Start of RECORD EXCERPTS
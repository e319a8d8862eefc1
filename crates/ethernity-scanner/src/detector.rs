/*!
 * Ethernity Scanner - Detector
 *
 * Avaliador genérico: aplica uma linha do catálogo de padrões a um bytecode.
 */

use crate::patterns::{Gate, Signature};
use crate::types::Bytecode;
use ethernity_core::{error::Result, Error};

/// Veredito de um detector
#[derive(Debug, Clone, PartialEq, Eq)]
pub struct Verdict {
    pub vulnerable: bool,
    pub evidence: Vec<String>,
}

/// Marcadores da lista presentes no código, na ordem da lista
fn markers_found(code: &Bytecode, markers: &'static [&'static str]) -> Vec<&'static str> {
    markers
        .iter()
        .copied()
        .filter(|marker| code.contains(marker.as_bytes()))
        .collect()
}

impl Signature {
    /// Marcador vazio casaria com qualquer código
    fn validate(&self) -> Result<()> {
        let lists = [self.risk_markers, self.mitigation_markers, self.context_markers];
        if lists.iter().flat_map(|list| list.iter()).any(|m| m.is_empty()) {
            return Err(Error::ValidationError(format!(
                "padrão {} possui marcador vazio",
                self.key()
            )));
        }
        Ok(())
    }

    /// Aplica a assinatura ao código
    ///
    /// Ausência de marcadores é um resultado normal; erro só é devolvido
    /// quando a própria definição do padrão é defeituosa.
    pub fn evaluate(&self, code: &Bytecode) -> Result<Verdict> {
        self.validate()?;

        let risks = markers_found(code, self.risk_markers);
        let mitigations = markers_found(code, self.mitigation_markers);
        let context = markers_found(code, self.context_markers);

        let mut evidence: Vec<String> = risks
            .iter()
            .map(|marker| format!("{}: {}", self.risk_label, marker))
            .collect();

        let vulnerable = match self.gate {
            Gate::Structural { min_code_len } => {
                let too_short = code.len() < min_code_len;
                if too_short {
                    evidence.push(format!(
                        "Código com {} bytes, abaixo do mínimo de {} (possível proxy não inicializado)",
                        code.len(),
                        min_code_len
                    ));
                }
                too_short || mitigations.is_empty()
            }
            Gate::RiskGated => !risks.is_empty() && mitigations.is_empty(),
            Gate::AbsenceOnly => mitigations.is_empty(),
        };

        if !mitigations.is_empty() {
            evidence.push(format!("{}: {}", self.mitigation_label, mitigations.join(", ")));
        } else if self.gate != Gate::RiskGated || !risks.is_empty() {
            evidence.push(self.missing_note.to_string());
        }

        if vulnerable && self.gate == Gate::AbsenceOnly && risks.is_empty() {
            if let Some(note) = self.no_risk_note {
                evidence.push(note.to_string());
            }
        }

        if !context.is_empty() {
            evidence.push(format!("{}: {}", self.context_label, context.join(", ")));
        }

        Ok(Verdict { vulnerable, evidence })
    }
}

#[cfg(test)]
mod tests {
    use super::*;
    use crate::patterns::PatternKind;
    use ethernity_core::Severity;

    fn code(text: &str) -> Bytecode {
        Bytecode::from(text.as_bytes())
    }

    #[test]
    fn risk_gated_needs_risk_marker() {
        let signature = PatternKind::FlashLoanReentrancy.signature();

        let quiet = signature.evaluate(&code("transfer balanceOf")).unwrap();
        assert!(!quiet.vulnerable);
        assert!(quiet.evidence.is_empty());

        let exposed = signature.evaluate(&code("flashLoan flashMint")).unwrap();
        assert!(exposed.vulnerable);
        assert_eq!(
            exposed.evidence,
            vec![
                "Função de flash loan encontrada: flashLoan".to_string(),
                "Função de flash loan encontrada: flashMint".to_string(),
                "Nenhuma proteção contra reentrância detectada".to_string(),
            ]
        );

        let guarded = signature.evaluate(&code("flashLoan nonReentrant")).unwrap();
        assert!(!guarded.vulnerable);
    }

    #[test]
    fn structural_flags_short_code_even_with_initializer() {
        let signature = PatternKind::ProxyInit.signature();
        let verdict = signature.evaluate(&code("initialize")).unwrap();
        assert!(verdict.vulnerable);
        assert!(verdict.evidence[0].starts_with("Código com 10 bytes"));

        let mut long = vec![0u8; 120];
        long.extend_from_slice(b"initialize");
        let verdict = signature.evaluate(&Bytecode::new(long)).unwrap();
        assert!(!verdict.vulnerable);
    }

    #[test]
    fn structural_flags_missing_initializer() {
        let signature = PatternKind::ProxyInit.signature();
        let verdict = signature.evaluate(&Bytecode::new(vec![0x60; 200])).unwrap();
        assert!(verdict.vulnerable);
        assert_eq!(verdict.evidence, vec!["Nenhuma função de inicialização detectada".to_string()]);
    }

    #[test]
    fn governance_notes_missing_surface() {
        let signature = PatternKind::GovernanceManipulation.signature();
        let verdict = signature.evaluate(&code("transfer")).unwrap();
        assert!(verdict.vulnerable);
        assert_eq!(verdict.evidence.len(), 2);
        assert!(verdict.evidence[1].contains("veredito baseado apenas"));

        let verdict = signature.evaluate(&code("setFee")).unwrap();
        assert!(verdict.vulnerable);
        assert_eq!(verdict.evidence[0], "Função de governança encontrada: setFee");
        assert!(!verdict.evidence.iter().any(|e| e.contains("veredito baseado apenas")));
    }

    #[test]
    fn matching_is_case_sensitive() {
        let signature = PatternKind::StorageCollision.signature();
        assert!(signature.evaluate(&code("__GAP")).unwrap().vulnerable);
        assert!(!signature.evaluate(&code("__gap")).unwrap().vulnerable);
    }

    #[test]
    fn context_markers_do_not_change_verdict() {
        let signature = PatternKind::StorageCollision.signature();
        let verdict = signature.evaluate(&code("slot storage")).unwrap();
        assert!(verdict.vulnerable);
        assert_eq!(verdict.evidence.last().unwrap(), "Referências de storage: slot, storage");
    }

    #[test]
    fn empty_marker_is_a_detector_fault() {
        let broken = Signature {
            kind: PatternKind::AccessControl,
            name: "Broken",
            severity: Severity::Critical,
            gate: Gate::AbsenceOnly,
            risk_markers: &[],
            risk_label: "",
            mitigation_markers: &[""],
            mitigation_label: "",
            missing_note: "",
            no_risk_note: None,
            context_markers: &[],
            context_label: "",
        };
        let err = broken.evaluate(&code("anything")).unwrap_err();
        assert!(matches!(err, Error::ValidationError(_)));
    }

    #[test]
    fn works_on_non_utf8_bytes() {
        let mut raw = vec![0xff, 0xfe, 0x00];
        raw.extend_from_slice(b"onlyOwner");
        raw.push(0x80);
        let verdict = PatternKind::AccessControl.signature().evaluate(&Bytecode::new(raw)).unwrap();
        assert!(!verdict.vulnerable);
    }
}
End of RECORD EXCERPTS
Read through the entries and copy each line in which "padrão" appears.

                "padrão {} possui marcador vazio",
    /// quando a própria definição do padrão é defeituosa.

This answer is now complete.